#### [AIM OF THE TASK]
Among the entries below, find the lines with the word "graph" and copy them.

#### [GIVEN RECORDS]
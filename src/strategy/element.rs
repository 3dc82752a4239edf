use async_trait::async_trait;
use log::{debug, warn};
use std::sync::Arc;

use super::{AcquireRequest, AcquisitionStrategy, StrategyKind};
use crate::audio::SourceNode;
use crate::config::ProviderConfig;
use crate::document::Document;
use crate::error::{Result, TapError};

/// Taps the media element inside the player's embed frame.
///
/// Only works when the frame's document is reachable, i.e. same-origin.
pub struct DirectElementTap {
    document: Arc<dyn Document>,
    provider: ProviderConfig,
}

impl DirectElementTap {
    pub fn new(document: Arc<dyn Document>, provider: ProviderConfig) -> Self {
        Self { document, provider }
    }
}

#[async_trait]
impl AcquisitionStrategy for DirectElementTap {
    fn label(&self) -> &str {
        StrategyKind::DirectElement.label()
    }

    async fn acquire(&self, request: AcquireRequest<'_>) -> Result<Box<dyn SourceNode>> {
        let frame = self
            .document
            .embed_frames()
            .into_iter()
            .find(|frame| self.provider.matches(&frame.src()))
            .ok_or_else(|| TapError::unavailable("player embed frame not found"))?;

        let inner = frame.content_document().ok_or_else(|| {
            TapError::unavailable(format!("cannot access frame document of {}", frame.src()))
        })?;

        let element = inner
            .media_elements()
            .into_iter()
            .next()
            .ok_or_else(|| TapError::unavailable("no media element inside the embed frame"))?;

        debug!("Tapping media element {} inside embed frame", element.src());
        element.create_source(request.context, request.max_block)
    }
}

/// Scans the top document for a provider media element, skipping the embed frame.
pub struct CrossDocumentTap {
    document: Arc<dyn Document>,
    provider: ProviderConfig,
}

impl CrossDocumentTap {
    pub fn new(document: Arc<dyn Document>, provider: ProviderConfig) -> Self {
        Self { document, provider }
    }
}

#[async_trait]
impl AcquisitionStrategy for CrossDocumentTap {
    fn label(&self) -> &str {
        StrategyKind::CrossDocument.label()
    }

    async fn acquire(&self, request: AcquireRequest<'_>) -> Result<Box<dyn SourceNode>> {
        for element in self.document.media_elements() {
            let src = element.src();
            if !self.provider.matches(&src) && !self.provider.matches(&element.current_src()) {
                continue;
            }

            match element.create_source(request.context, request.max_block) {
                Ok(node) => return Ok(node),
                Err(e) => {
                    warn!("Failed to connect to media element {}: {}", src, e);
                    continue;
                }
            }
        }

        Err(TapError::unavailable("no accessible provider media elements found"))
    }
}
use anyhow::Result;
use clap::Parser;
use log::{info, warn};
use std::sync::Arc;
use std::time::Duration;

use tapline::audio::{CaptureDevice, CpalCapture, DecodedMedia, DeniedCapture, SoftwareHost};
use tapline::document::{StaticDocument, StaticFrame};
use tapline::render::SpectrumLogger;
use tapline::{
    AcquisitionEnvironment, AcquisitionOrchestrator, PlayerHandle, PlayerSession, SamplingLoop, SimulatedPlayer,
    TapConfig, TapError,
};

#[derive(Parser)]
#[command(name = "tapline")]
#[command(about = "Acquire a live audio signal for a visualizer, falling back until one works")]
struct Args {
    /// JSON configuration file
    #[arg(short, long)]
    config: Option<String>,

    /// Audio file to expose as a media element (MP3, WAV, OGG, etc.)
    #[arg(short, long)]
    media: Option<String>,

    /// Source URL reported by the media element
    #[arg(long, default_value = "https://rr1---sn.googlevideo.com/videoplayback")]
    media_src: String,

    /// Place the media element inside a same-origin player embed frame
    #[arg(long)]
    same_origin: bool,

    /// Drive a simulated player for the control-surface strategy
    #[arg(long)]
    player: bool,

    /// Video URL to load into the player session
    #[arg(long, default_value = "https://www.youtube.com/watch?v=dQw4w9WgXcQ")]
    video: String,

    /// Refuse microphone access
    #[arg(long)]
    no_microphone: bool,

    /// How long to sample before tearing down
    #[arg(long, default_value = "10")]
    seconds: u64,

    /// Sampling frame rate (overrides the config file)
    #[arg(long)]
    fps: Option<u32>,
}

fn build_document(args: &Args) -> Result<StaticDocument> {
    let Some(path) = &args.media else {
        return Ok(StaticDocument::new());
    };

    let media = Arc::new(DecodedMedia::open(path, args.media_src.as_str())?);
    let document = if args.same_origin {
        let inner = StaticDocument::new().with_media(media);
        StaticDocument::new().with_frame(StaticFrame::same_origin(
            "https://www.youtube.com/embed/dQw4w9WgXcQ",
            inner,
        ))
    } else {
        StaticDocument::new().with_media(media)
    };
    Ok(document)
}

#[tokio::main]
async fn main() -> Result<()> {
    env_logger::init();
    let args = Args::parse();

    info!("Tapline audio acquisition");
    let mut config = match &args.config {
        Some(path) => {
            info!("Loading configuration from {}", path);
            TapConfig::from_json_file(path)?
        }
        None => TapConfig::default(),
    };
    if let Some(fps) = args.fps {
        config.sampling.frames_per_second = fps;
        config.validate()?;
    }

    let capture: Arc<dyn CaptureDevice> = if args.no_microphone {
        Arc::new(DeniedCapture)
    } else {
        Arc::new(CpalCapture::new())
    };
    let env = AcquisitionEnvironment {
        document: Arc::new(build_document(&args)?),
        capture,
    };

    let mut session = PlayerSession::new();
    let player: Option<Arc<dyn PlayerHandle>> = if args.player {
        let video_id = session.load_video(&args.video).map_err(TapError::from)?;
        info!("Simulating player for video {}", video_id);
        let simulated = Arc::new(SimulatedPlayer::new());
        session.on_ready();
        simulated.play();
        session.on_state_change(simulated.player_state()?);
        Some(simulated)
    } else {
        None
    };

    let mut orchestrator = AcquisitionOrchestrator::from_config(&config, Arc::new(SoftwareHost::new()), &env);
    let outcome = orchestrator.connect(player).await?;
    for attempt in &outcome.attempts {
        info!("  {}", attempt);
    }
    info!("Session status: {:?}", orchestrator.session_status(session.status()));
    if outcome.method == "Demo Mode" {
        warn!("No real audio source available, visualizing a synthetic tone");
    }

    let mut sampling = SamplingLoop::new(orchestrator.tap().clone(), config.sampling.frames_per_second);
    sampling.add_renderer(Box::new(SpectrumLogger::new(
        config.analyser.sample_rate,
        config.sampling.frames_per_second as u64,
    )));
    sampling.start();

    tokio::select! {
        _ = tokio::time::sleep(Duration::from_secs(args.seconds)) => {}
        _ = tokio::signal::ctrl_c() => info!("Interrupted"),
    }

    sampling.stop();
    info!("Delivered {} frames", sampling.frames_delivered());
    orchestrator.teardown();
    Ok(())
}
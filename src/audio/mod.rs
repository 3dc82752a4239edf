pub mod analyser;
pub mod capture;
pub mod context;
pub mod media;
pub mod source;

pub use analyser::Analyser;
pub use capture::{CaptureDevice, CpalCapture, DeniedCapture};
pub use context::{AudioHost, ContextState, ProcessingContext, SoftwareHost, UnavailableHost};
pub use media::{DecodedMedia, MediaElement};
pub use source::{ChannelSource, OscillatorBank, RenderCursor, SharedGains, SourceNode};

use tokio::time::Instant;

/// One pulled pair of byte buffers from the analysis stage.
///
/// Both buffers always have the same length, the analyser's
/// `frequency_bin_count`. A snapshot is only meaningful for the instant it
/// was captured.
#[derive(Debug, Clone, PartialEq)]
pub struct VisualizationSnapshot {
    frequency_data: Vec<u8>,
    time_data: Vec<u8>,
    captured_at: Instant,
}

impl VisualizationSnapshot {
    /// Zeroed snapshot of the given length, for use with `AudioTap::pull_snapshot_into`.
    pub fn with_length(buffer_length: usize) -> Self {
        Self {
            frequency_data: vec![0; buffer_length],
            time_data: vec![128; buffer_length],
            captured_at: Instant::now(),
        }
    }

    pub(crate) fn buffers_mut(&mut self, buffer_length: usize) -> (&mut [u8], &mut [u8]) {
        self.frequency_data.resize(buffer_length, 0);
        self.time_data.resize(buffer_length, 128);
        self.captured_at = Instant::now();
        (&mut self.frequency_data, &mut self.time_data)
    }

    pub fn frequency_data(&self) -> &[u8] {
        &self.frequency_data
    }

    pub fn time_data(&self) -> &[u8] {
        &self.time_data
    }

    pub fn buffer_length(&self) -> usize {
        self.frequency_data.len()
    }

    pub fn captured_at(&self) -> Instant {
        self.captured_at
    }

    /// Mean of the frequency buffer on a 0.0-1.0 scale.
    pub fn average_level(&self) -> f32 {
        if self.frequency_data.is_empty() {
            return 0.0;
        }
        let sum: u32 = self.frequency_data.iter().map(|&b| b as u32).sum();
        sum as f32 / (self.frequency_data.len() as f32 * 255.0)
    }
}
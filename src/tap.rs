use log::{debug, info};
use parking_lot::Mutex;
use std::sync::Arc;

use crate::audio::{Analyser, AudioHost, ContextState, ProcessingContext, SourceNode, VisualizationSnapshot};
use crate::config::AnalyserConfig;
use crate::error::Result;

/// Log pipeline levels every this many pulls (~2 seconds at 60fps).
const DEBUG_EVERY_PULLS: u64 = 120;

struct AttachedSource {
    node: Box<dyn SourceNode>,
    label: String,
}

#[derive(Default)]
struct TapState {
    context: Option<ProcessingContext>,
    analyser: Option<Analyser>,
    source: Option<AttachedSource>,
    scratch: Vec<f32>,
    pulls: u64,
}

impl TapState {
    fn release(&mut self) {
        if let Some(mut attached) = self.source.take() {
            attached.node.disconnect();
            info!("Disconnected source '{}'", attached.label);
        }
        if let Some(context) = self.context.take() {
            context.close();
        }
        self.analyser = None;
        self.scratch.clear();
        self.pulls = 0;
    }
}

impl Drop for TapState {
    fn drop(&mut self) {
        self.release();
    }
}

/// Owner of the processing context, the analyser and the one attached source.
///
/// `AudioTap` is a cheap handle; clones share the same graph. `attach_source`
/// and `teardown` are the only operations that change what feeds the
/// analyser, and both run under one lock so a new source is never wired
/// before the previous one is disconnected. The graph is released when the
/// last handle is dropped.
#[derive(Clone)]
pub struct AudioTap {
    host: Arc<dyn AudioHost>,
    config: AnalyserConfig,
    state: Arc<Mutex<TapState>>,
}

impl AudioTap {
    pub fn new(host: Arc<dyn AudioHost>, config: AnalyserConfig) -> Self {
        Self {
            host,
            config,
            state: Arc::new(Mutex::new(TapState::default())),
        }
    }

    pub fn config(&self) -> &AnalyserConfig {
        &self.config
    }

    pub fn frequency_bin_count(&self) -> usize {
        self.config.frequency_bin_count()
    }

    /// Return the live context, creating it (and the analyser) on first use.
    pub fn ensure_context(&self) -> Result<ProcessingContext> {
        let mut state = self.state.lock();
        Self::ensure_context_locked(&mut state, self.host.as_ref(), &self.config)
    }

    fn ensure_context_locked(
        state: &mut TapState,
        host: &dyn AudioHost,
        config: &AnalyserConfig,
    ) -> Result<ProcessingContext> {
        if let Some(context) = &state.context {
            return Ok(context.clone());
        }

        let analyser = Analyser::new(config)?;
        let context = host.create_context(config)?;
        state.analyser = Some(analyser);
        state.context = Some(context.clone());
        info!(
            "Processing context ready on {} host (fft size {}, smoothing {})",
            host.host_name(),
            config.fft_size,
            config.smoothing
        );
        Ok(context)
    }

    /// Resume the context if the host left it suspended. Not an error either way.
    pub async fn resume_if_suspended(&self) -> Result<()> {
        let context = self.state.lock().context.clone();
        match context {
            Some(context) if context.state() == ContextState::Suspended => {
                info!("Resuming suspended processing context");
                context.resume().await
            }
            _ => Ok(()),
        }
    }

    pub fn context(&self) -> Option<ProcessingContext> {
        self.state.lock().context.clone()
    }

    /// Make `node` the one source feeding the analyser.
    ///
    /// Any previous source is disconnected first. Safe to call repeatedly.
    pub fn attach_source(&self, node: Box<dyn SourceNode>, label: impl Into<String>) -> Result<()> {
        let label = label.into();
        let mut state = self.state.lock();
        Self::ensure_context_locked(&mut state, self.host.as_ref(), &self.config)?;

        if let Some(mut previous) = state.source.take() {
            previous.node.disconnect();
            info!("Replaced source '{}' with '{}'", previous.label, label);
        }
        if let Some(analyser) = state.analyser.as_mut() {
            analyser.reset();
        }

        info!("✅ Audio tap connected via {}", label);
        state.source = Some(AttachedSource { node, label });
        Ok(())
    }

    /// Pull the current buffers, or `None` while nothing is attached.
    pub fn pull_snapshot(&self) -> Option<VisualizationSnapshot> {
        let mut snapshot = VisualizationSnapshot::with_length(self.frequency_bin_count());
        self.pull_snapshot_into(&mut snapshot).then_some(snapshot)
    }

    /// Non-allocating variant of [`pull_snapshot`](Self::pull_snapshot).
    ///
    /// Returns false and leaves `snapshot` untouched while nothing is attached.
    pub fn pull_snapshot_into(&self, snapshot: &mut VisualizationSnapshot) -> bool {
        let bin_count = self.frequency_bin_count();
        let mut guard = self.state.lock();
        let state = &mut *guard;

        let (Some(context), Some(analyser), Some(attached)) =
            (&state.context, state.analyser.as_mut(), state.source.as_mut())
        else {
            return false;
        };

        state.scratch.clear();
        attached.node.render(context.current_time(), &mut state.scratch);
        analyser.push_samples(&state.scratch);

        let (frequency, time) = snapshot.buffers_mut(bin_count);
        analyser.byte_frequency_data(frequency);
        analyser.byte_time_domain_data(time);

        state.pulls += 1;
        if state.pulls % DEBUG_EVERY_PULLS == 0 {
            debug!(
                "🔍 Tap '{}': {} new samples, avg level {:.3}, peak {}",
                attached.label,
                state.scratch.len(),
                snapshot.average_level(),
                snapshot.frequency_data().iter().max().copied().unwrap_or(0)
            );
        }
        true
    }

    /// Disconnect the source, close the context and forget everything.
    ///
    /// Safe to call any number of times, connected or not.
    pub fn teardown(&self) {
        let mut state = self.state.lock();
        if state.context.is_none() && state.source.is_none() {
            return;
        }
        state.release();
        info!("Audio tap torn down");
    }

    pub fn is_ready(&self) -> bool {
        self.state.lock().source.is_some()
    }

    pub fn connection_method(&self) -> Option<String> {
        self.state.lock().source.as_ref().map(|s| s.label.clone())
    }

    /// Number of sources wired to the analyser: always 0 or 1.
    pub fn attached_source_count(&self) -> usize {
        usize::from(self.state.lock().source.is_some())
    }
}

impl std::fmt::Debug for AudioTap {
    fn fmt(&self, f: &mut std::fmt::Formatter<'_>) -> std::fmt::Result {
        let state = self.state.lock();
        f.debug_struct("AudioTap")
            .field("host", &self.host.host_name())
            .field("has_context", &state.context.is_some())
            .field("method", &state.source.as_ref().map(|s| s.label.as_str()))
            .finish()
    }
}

#### [RESPONSE TO THE TASK]
/// `AudioTap` is a cheap handle; clones share the same graph. `attach_source`
/// before the previous one is disconnected. The graph is released when the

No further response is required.